● **TASK OBJECTIVE**
Report only how many lines in the material contain "label".

● **MATERIAL FOR THIS TASK**

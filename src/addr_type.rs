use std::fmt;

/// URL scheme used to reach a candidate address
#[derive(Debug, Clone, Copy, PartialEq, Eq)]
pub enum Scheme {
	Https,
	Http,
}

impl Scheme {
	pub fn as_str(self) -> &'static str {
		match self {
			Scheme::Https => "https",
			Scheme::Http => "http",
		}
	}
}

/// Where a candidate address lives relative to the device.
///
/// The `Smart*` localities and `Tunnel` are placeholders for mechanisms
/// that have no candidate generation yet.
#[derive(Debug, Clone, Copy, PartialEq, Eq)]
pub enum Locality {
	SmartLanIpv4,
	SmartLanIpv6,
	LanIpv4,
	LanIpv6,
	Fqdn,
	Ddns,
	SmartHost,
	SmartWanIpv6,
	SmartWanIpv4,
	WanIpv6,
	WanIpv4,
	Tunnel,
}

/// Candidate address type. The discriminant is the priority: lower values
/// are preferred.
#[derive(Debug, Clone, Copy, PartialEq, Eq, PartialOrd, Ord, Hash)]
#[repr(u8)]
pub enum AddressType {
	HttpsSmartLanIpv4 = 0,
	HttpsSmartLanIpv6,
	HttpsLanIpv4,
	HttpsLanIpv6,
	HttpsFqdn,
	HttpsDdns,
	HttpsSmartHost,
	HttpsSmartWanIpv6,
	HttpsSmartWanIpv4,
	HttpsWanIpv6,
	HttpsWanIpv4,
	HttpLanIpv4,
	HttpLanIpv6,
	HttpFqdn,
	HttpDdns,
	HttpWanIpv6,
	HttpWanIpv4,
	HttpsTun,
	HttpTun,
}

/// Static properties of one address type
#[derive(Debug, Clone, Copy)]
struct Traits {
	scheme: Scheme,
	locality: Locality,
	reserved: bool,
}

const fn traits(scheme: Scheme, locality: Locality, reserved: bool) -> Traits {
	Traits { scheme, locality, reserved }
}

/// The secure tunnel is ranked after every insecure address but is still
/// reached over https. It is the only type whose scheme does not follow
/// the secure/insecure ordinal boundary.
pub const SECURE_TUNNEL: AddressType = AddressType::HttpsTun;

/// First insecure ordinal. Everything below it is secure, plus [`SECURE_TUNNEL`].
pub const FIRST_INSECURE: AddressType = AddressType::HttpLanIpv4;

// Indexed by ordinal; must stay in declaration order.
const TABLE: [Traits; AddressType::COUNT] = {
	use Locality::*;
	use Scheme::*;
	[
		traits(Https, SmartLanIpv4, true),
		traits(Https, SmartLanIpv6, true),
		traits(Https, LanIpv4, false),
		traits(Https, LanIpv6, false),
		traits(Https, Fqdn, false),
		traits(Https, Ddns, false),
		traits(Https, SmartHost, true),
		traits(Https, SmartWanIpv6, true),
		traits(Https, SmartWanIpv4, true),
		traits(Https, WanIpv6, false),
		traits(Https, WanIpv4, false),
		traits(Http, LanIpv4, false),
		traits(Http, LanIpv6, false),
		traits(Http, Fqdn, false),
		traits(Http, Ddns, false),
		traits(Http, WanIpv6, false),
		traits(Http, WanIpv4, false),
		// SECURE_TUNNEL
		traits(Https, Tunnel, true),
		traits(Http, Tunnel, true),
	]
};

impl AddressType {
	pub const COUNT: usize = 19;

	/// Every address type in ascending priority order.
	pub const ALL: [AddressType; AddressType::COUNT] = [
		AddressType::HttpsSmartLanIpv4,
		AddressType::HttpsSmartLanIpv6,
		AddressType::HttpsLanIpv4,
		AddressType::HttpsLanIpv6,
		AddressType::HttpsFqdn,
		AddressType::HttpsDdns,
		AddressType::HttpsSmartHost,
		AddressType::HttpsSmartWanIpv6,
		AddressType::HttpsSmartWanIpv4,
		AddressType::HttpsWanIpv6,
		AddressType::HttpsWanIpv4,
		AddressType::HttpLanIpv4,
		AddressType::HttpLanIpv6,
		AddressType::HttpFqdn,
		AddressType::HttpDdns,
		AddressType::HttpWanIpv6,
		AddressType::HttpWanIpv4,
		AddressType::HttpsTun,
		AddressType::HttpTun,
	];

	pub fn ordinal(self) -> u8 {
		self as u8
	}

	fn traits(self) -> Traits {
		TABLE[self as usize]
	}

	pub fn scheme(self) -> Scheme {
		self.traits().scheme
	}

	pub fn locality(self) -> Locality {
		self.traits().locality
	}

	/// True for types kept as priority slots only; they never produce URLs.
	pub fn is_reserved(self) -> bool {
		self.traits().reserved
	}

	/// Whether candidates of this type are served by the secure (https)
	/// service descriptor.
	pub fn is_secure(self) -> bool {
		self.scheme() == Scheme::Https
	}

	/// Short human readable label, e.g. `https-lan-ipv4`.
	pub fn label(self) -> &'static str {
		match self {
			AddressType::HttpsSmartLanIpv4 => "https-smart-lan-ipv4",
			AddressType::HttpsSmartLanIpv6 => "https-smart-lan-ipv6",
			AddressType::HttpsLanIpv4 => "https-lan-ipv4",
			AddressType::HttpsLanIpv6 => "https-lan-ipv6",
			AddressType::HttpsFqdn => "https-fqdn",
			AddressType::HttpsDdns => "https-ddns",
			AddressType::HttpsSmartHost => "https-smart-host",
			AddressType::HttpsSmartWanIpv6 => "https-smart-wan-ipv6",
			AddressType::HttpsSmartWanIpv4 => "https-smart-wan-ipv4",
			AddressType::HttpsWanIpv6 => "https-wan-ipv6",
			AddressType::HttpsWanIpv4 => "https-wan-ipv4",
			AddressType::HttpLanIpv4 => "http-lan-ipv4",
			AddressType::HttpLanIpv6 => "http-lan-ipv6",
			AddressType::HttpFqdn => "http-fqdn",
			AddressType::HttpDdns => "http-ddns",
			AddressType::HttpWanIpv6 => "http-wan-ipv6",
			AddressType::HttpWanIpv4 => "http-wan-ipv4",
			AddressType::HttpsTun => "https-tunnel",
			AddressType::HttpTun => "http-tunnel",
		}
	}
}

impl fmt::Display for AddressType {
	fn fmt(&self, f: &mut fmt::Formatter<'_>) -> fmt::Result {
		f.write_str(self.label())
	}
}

● **COMPLETED EXERCISE**
3